Evolutionary conservation of the Rho/GATA signaling pathway
In addition to its role in adaptive cardiomyocyte response, the Rho–GATA pathway may be important for embryonic heart and possibly other tissue development. Both Rho GTPase and GATA factors are involved in cell motility during development. For example, the GATAc/grain GATA transcription factor has been shown to regulate cell movement in Drosophila (Brown and Castelli-Gair 2000) and GATA-4 null mice exhibit cardia bifida because of a migration defect of the heart precursors to the midline (Kuo et al. 1997; Molkentin et al. 1997).
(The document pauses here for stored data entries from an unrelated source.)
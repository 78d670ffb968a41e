//! `appgen model` - generate the classes for one entity.

use std::path::PathBuf;

use serde::Serialize;
use tracing::{info, instrument};
use uuid::Uuid;

use appgen_adapters::{
    FilesystemNamespaceResolver, LocalFilesystem, ModelDefinitionLoader, PhpRenderer,
};
use appgen_core::{
    application::{EmissionReport, ModelService, ScaffoldService},
    domain::{ArtifactKind, EmissionPlan, SpecificationRecord},
};

use crate::{
    cli::ModelArgs,
    commands::wizard,
    config::AppConfig,
    error::CliResult,
    output::OutputManager,
};

/// JSON shape of a dry run.
#[derive(Debug, Serialize)]
struct DryRun {
    run_id: Uuid,
    dry_run: bool,
    files: Vec<PlannedEntry>,
}

#[derive(Debug, Serialize)]
struct PlannedEntry {
    path: PathBuf,
    artifact: ArtifactKind,
}

impl DryRun {
    fn from_plan(plan: &EmissionPlan) -> Self {
        Self {
            run_id: plan.run_id(),
            dry_run: true,
            files: plan
                .files()
                .map(|f| PlannedEntry {
                    path: plan.target_of(f),
                    artifact: f.artifact,
                })
                .collect(),
        }
    }
}

#[instrument(skip_all, fields(spec = ?args.spec, dry_run = args.dry_run))]
pub fn execute(args: ModelArgs, config: AppConfig, output: OutputManager) -> CliResult<()> {
    let app_dir = config.resolve_app_dir(args.app_dir.as_deref());
    let settings = config.generator_settings()?;
    let resolver = FilesystemNamespaceResolver::new(&app_dir, &config.model.namespaces);
    let models = ModelService::new(Box::new(resolver), settings);

    let record = load_record(&args, &config, &models, &output)?;

    let scaffold = ScaffoldService::new(
        Box::new(PhpRenderer::new()),
        Box::new(LocalFilesystem::new()),
    );
    let plan = scaffold.plan(&record, &app_dir)?;

    if args.dry_run {
        return report_plan(&plan, &output);
    }

    let report = scaffold.emit(&plan)?;
    info!(run_id = %report.run_id, files = report.files.len(), "Model generated");
    report_written(&record, &report, &output)
}

fn load_record(
    args: &ModelArgs,
    config: &AppConfig,
    models: &ModelService,
    output: &OutputManager,
) -> CliResult<SpecificationRecord> {
    match &args.spec {
        Some(path) => {
            let input = ModelDefinitionLoader::new().load(path)?;
            Ok(models.assemble(&input)?)
        }
        None => {
            let namespace = config
                .model
                .namespaces
                .first()
                .map(String::as_str)
                .unwrap_or("App\\Model");
            wizard::run(models, namespace, output)
        }
    }
}

fn report_plan(plan: &EmissionPlan, output: &OutputManager) -> CliResult<()> {
    if output.is_json() {
        output.json(&DryRun::from_plan(plan))?;
        return Ok(());
    }

    output.header(&format!("Would write {} files:", plan.file_count()))?;
    for file in plan.files() {
        output.print(&format!("  {}", plan.target_of(file).display()))?;
    }
    Ok(())
}

fn report_written(
    record: &SpecificationRecord,
    report: &EmissionReport,
    output: &OutputManager,
) -> CliResult<()> {
    if output.is_json() {
        output.json(report)?;
        return Ok(());
    }

    output.header(&format!("Generated {}", record.entity_class()))?;
    for file in &report.files {
        if file.overwritten {
            output.warning(&format!("overwrote {}", file.path.display()))?;
        } else {
            output.success(&format!("created {}", file.path.display()))?;
        }
    }
    output.info(&format!("{} files written", report.files.len()))?;
    Ok(())
}
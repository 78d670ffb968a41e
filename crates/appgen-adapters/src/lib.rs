//! Infrastructure adapters for appgen.
//!
//! This crate implements the ports defined in `appgen-core::application::ports`.
//! It contains all external dependencies and I/O operations.

pub mod filesystem;
pub mod model_loader;
pub mod namespace_resolver;
pub mod renderer;

// Re-export commonly used adapters
pub use filesystem::{LocalFilesystem, MemoryFilesystem};
pub use model_loader::{DefinitionFormat, ModelDefinitionLoader};
pub use namespace_resolver::{FilesystemNamespaceResolver, StaticNamespaceResolver};
pub use renderer::PhpRenderer;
Mice harboring a mutation in another gene, fibronectin, that has been linked to the Rho signaling pathway present a phenotype similar to that of the Gata4 null mice (George et al. 1993, 1997). Fibronectin, a component of the extracellular matrix and a ligand for integrin adhesion receptors, is known to signal to the actin cytoskeleton through Rho GTPase proteins to effect cytoskeletal changes necessary for cell motility during development (Schwartz and Shattil 2000). Together with the established role of Rho GTPases in cell motility, these results raise the possibility that defective Rho/GATA-4 signaling (either because of the lack of GATA-4 or the lack of Rho activation by fibronectin) may be the unifying theme that could explain why mutations in such different gene types (a transcription factor and an extracellular matrix component) cause a similar phenotype.
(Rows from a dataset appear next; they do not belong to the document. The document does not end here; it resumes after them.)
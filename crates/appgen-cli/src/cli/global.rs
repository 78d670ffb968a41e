//! Global arguments that apply to every subcommand.
//!
//! Declared here and flattened into [`super::Cli`] so that `-v`, `-q`, etc.
//! are available on any invocation without repetition

use clap::Args;
use std::path::PathBuf;

/// Global arguments for all commands.
#[derive(Debug, Clone, Args)]
pub struct GlobalArgs {
    /// Increase logging verbosity.
    ///
    /// Pass once for INFO (`-v`), twice for DEBUG (`-vv`), three times for
    /// TRACE (`-vvv`).  Conflicts with `--quiet`.
    #[arg(
        short = 'v',
        long = "verbose",
        action = clap::ArgAction::Count,
        global = true,
        help = "Increase verbosity (-v, -vv, -vvv)",
        long_help = "Increase logging verbosity:
    (none)  - Warnings and errors
    -v      - Info level (progress messages)
    -vv     - Debug level (detailed diagnostics)
    -vvv    - Trace level (very verbose)"
    )]
    pub verbose: u8,

    /// Suppress all non-error output.
    #[arg(
        short = 'q',
        long = "quiet",
        global = true,
        conflicts_with = "verbose",
        help = "Suppress non-error output"
    )]
    pub quiet: bool,

    /// Disable ANSI colour codes.
    ///
    /// Automatically honoured when `NO_COLOR` is set in the environment
    /// (see <https://no-color.org>).
    #[arg(
        long = "no-color",
        global = true,
        env = "NO_COLOR",
        help = "Disable colored output"
    )]
    pub no_color: bool,

    /// Configuration file path.
    #[arg(
        short = 'c',
        long = "config",
        global = true,
        value_name = "FILE",
        help = "Configuration file path"
    )]
    pub config: Option<PathBuf>,

    /// Output format. `auto` defers to `output.format` from config, then
    /// to terminal detection.
    #[arg(
        long = "output-format",
        global = true,
        value_enum,
        default_value = "auto",
        help = "Output format"
    )]
    pub output_format: OutputFormat,
}

/// How the CLI should render its output.
#[derive(Debug, Clone, Copy, Default, PartialEq, Eq, clap::ValueEnum)]
pub enum OutputFormat {
    /// Auto-detect based on terminal.
    #[default]
    Auto,
    /// Human-readable with colors.
    Human,
    /// Plain text without colors.
    Plain,
    /// JSON output.
    Json,
}
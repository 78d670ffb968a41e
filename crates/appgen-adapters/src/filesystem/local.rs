//! Local filesystem adapter using std::fs.

use std::io;
use std::path::Path;

use appgen_core::{
    application::{ApplicationError, ports::Filesystem},
    error::{AppGenError, AppGenResult},
};

/// Production filesystem implementation using `std::fs`.
#[derive(Debug, Clone, Copy)]
pub struct LocalFilesystem;

impl LocalFilesystem {
    /// Create a new local filesystem adapter.
    pub fn new() -> Self {
        Self
    }
}

impl Default for LocalFilesystem {
    fn default() -> Self {
        Self::new()
    }
}

impl Filesystem for LocalFilesystem {
    fn create_dir_all(&self, path: &Path) -> AppGenResult<()> {
        std::fs::create_dir_all(path).map_err(|e| map_io_error(path, e, "create directory"))
    }

    fn write_file(&self, path: &Path, content: &str) -> AppGenResult<()> {
        std::fs::write(path, content).map_err(|e| map_io_error(path, e, "write file"))
    }

    fn exists(&self, path: &Path) -> bool {
        path.exists()
    }

    fn remove_file(&self, path: &Path) -> AppGenResult<()> {
        std::fs::remove_file(path).map_err(|e| map_io_error(path, e, "remove file"))
    }
}

fn map_io_error(path: &Path, e: io::Error, operation: &str) -> AppGenError {
    ApplicationError::FilesystemError {
        path: path.to_path_buf(),
        reason: format!("Failed to {}: {}", operation, e),
    }
    .into()
}
pub mod emission_plan;
pub mod property;
pub mod relation;
pub mod specification;
pub mod type_expression;

pub use crate::domain::DomainError;
pub use emission_plan::{EmissionPlan, PlannedFile};
pub use property::{DefaultValue, PropertyDescriptor, PropertyKind, ScalarProperty};
pub use relation::{RelationDescriptor, RelationDescriptorBuilder};
pub use specification::{SpecificationRecord, SpecificationRecordBuilder};
pub use type_expression::{
    RelationCandidate, ScalarType, TypeClassification, TypeExpression, TypeParser,
};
The role of GATA transcription factors in Rho-induced cytoskeletal reorganization likely extends to other muscle and non-muscle cell types. RhoA and two of its effectors, ROKα and ROKβ, have been shown to be involved in smooth muscle contraction (Hirata et al. 1992; Gong et al. 1996; Kimura et al. 1996; Kureishi et al. 1997; Uehata et al. 1997). Given that the GATA transcription factor family member GATA-6 is expressed in smooth muscle cells (Suzuki et al. 1996) and that our results indicate that RhoA also modulates GATA-6 transcriptional activity (data not shown), it is tempting to speculate that a RhoA/GATA-6 pathway might regulate smooth muscle contraction. In addition, it is well established that Rho family GTPases act as unique molecular switches at several critical checkpoints in lymphocyte development and function and more particularly in the organization, via the actin cytoskeleton, of a specialized zone required for sustained signaling between T cells and antigen presenting cells (Acuto and Cantrell 2000). Given the essential function of GATA-3 in T cell differentiation and activation (Kuo and Leiden 1999), it would be worthwhile to test the role of GATA-3 as a mediator of Rho signaling in these cells.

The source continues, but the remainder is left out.